From 1998 until 2006, the clinical responses in patients with multiple myeloma, as well as determining  disease  relapse,  were  based  on the European Group for Blood and Marrow Transplantation criteria.26  The IMWG updated these criteria in 2006, when some older definitions were clarified, new response categories were added, and the free light-chain criteria for measurable disease and response were defined.27,28 This update went beyond just a state of complete response (CR) to further categorize it into molecular CR, immunophenotypic CR, andstringent CR.27 These refinements of the CR category have been validated in various clinical settings and are achievable therapeutic goals to improve patient outcomes.29 Because the recently reported and currently used treatment regimens for multiple myeloma have been showing better responses than ever noted before, there has been work to further refine the depth of response by determining minimal residual disease (MRD) status of patients. This can be done by utilizing flow cytometry or high-throughput sequencing. Studies have shown that among patients achieving a biochemical CR, MRD-negative status is associated with superior outcomes, including progression-free survival (PFS) and OS.30-32 Recent data show that high-throughput sequencing–based MRD testing has at least a 10-fold higher sensitivity than the flow cytometry–based methodology.16 These techniques are being employed commonly in clinical trials, but uniform criteria for routine clinical practice are yet to be established.

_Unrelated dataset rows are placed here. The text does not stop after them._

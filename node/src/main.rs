// Copyright (c) 2026 OpenClaw Contributors. MIT License.
// See LICENSE for details.

//! # Claw Memory Node
//!
//! Entry point for the `claw-node` binary. Parses CLI arguments,
//! initializes logging and metrics, opens the storage engine, and serves
//! the HTTP API.
//!
//! The binary supports three subcommands:
//!
//! - `run`     — start the memory node
//! - `keygen`  — generate an agent identity offline
//! - `version` — print build version information

mod api;
mod cli;
mod logging;
mod metrics;

use anyhow::{Context, Result};
use clap::Parser;
use std::sync::Arc;
use std::time::Duration;
use tokio::signal;

use claw_protocol::service::{MemoryService, ServiceConfig};
use claw_protocol::storage::{ClawDb, MemoryBackend};

use cli::{ClawNodeCli, Commands};
use metrics::NodeMetrics;

#[tokio::main]
async fn main() -> Result<()> {
    let cli = ClawNodeCli::parse();

    match cli.command {
        Commands::Run(args) => run_node(args).await,
        Commands::Keygen => {
            keygen();
            Ok(())
        }
        Commands::Version => {
            print_version();
            Ok(())
        }
    }
}

/// Starts the full memory node: API server and metrics endpoint.
async fn run_node(args: cli::RunArgs) -> Result<()> {
    logging::init_logging(
        "claw_node=info,claw_protocol=info,tower_http=debug",
        args.log_format,
    );

    tracing::info!(
        api_port = args.api_port,
        metrics_port = args.metrics_port,
        freshness_window_secs = args.freshness_window_secs,
        ephemeral = args.ephemeral,
        data_dir = %args.data_dir.display(),
        "starting claw-node"
    );

    let config = ServiceConfig {
        freshness_window: Duration::from_secs(args.freshness_window_secs),
    };

    // --- Storage + protocol service ---
    let service = if args.ephemeral {
        tracing::warn!("running ephemeral: all state is lost on shutdown");
        let backend = Arc::new(MemoryBackend::new());
        MemoryService::new(backend.clone(), backend, config)
    } else {
        let db_path = args.data_dir.join("db");
        std::fs::create_dir_all(&db_path).with_context(|| {
            format!("failed to create database directory: {}", db_path.display())
        })?;

        let db = Arc::new(
            ClawDb::open(&db_path)
                .with_context(|| format!("failed to open database at {}", db_path.display()))?,
        );
        tracing::info!(path = %db_path.display(), "database opened");
        MemoryService::new(db.clone(), db, config)
    };

    // --- Metrics ---
    let node_metrics = Arc::new(NodeMetrics::new());

    // --- Application state ---
    let app_state = api::AppState {
        version: format!(
            "{} (protocol {})",
            env!("CARGO_PKG_VERSION"),
            claw_protocol::config::PROTOCOL_VERSION,
        ),
        service,
        metrics: Arc::clone(&node_metrics),
    };

    // --- API server ---
    let api_router = api::create_router(app_state);
    let api_addr = format!("0.0.0.0:{}", args.api_port);
    let api_listener = tokio::net::TcpListener::bind(&api_addr)
        .await
        .with_context(|| format!("failed to bind API listener on {}", api_addr))?;
    tracing::info!("API server listening on {}", api_addr);

    // --- Metrics server ---
    let metrics_router = axum::Router::new()
        .route("/metrics", axum::routing::get(metrics::metrics_handler))
        .with_state(Arc::clone(&node_metrics));
    let metrics_addr = format!("0.0.0.0:{}", args.metrics_port);
    let metrics_listener = tokio::net::TcpListener::bind(&metrics_addr)
        .await
        .with_context(|| format!("failed to bind metrics listener on {}", metrics_addr))?;
    tracing::info!("Metrics server listening on {}", metrics_addr);

    // --- Serve ---
    tokio::select! {
        res = axum::serve(api_listener, api_router) => {
            if let Err(e) = res {
                tracing::error!("API server error: {}", e);
            }
        }
        res = axum::serve(metrics_listener, metrics_router) => {
            if let Err(e) = res {
                tracing::error!("Metrics server error: {}", e);
            }
        }
        _ = shutdown_signal() => {
            tracing::info!("shutdown signal received, draining connections");
        }
    }

    tracing::info!("claw-node stopped");
    Ok(())
}

/// Generates an agent identity offline and prints it to stdout.
///
/// Nothing is written to disk and no service is contacted: the output is
/// the keypair, the derived agent ID, and the recovery phrase, exactly
/// what a registration response would contain. Useful for air-gapped key
/// generation and for demos.
fn keygen() {
    let keypair = claw_protocol::identity::AgentKeypair::generate();
    let seed = keypair.seed_bytes();
    let phrase = match claw_protocol::identity::encode_phrase(&seed) {
        Ok(p) => p,
        // 32-byte seeds are always encodable; this arm is unreachable in
        // practice but keygen is not worth a panic path.
        Err(e) => {
            eprintln!("failed to encode recovery phrase: {e}");
            std::process::exit(1);
        }
    };
    let agent_id = claw_protocol::identity::AgentId::derive(&keypair.public_key());

    println!("Agent identity generated.");
    println!("  Agent ID        : {}", agent_id);
    println!("  Public key (b64): {}", keypair.public_key().to_base64());
    println!("  Recovery phrase : {}", phrase);
    println!();
    println!("Write the recovery phrase down. It is the only way to recover");
    println!("this identity and it will not be shown again.");
}

/// Prints version information to stdout.
fn print_version() {
    println!("claw-node {}", env!("CARGO_PKG_VERSION"));
    println!("protocol  {}", claw_protocol::config::PROTOCOL_VERSION);
}

/// Waits for SIGINT (Ctrl+C) or SIGTERM, whichever comes first.
///
/// On non-Unix platforms, only Ctrl+C is supported.
async fn shutdown_signal() {
    let ctrl_c = async {
        signal::ctrl_c()
            .await
            .expect("failed to install Ctrl+C handler");
    };

    #[cfg(unix)]
    let terminate = async {
        signal::unix::signal(signal::unix::SignalKind::terminate())
            .expect("failed to install SIGTERM handler")
            .recv()
            .await;
    };

    #[cfg(not(unix))]
    let terminate = std::future::pending::<()>();

    tokio::select! {
        _ = ctrl_c => {}
        _ = terminate => {}
    }
}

Another aspect of the change has been the newer imaging modalities, of which positron emission tomography (PET) and MRI scans have been included in disease assessment and progression criteria already, as as well as the IMWG and are now considered standard of care.3 Further refinement of these techniques has helped in predicting prognosis in various therapeutic settings. For example, the presence of more than 3 focal lesions or standardized uptake value >4.2 at diagnosis are predictors of shorter PFS, and PET-CT negativity 3 months after an autologous stem cell transplant (ASCT) predicts a superior PFS and OS.33

Shifting Goals of Multiple Myeloma Treatment

Historically, the treatment algorithm guidelines in multiple myeloma have been based on whether a patient is considered ASCT-eligible or not. This had dichotomized the treatment approach, with the major difference being that younger, transplant-eligible patients would not be given melphalan- based regimens.19 Although this is still true, the distinction between transplant-eligible and -ineligible patients become less defined in recent years. The combination therapeutic regimens being used widely with IMiDs and proteasome inhibitors, such as cyclophosphamide-bortezomib-dexamethasone, lenalidomide-bortezomib-dexamethasone, and carfilzomib- lenalidomide-dexamethoasone, are fairly well tolerated and have made the use of melphalan less frequent, at least in the United States.6,34

Since the response rates have been ever improving, achieving an objective response to induction treatment in nearly all patients has become the norm rather than the exception, at least in the newly diagnosed setting and in a significant proportion of patients with relapsed disease. Thus, the comparator arm in randomized, phase III clinical trials is no longer single-agent dexamethasone alone and novel combination regimens have to show further improvement over the benefit from IMiD and proteasome inhibitor–containing doublets—at the least. The goals of treatment and therapeutic decision making have, in turn, been broadened to address several previously overlooked questions, such as quality of life, survivorship, improving depth of response, managing long-term complications, refining the duration of treatment, and demonstrating improvement in OS.35-37

The Era of Real Novel Therapeutic Agents

The first novel therapeutic agent for the treatment of multiple myeloma to be approved by the FDA was bortezomib in 2003. Since then, the 2 classes of drugs, proteasome inhibitors and IMiDs, have defined how we manage this disease and have resulted in significantly improved OS and PFS in patients. However, until recently, the only newer agents receiving FDA approval for the treatment of myeloma were more drugs within these 2 classes, with better side-effect profiles and an improvement in efficacy.38,39 In 2014, a novel category of targeted drugs, the histone-deacetylase inhibitors, became available, with panobinostat being the first agent in this category.40 Although these agents have been received with some debate around its efficacy and adverse-event profile, several combination trials are under way to better define its role in myeloma therapeutics. Nevertheless, the availability of a novel drug class, rather than just novel agents within the older classes, is an exciting development. Several more drug classes are undergoing rapid clinical development, including mAbs (eg, anti-CD38, anti-CD138, and anti-CS1), a kinesin spindle protein inhibitor (filanesib), a phosphatidylinositide-3-kinase (PI3K)-AKT-mammalian target of rapamycin (mTOR) pathway inhibitor (afuresertib), a PIM-kinase inhibitor (LGH447), and a nuclear protein exportin 1 (selinexor), among others.41 Alternative approaches, including vaccine therapy and chimeric antigen receptor (CAR) T cells, are also being explored for multiple myeloma in several ongoing clinical trials (Table 2).42,43 Availability of these and other truly novel therapeutic options will help take the next step toward improving outcomes in patients with multiple myeloma by hopefully affecting disease biology and deepening the response rates, as well as providing more longer lasting efficacy, potentially realizing an elusive cure in this disease.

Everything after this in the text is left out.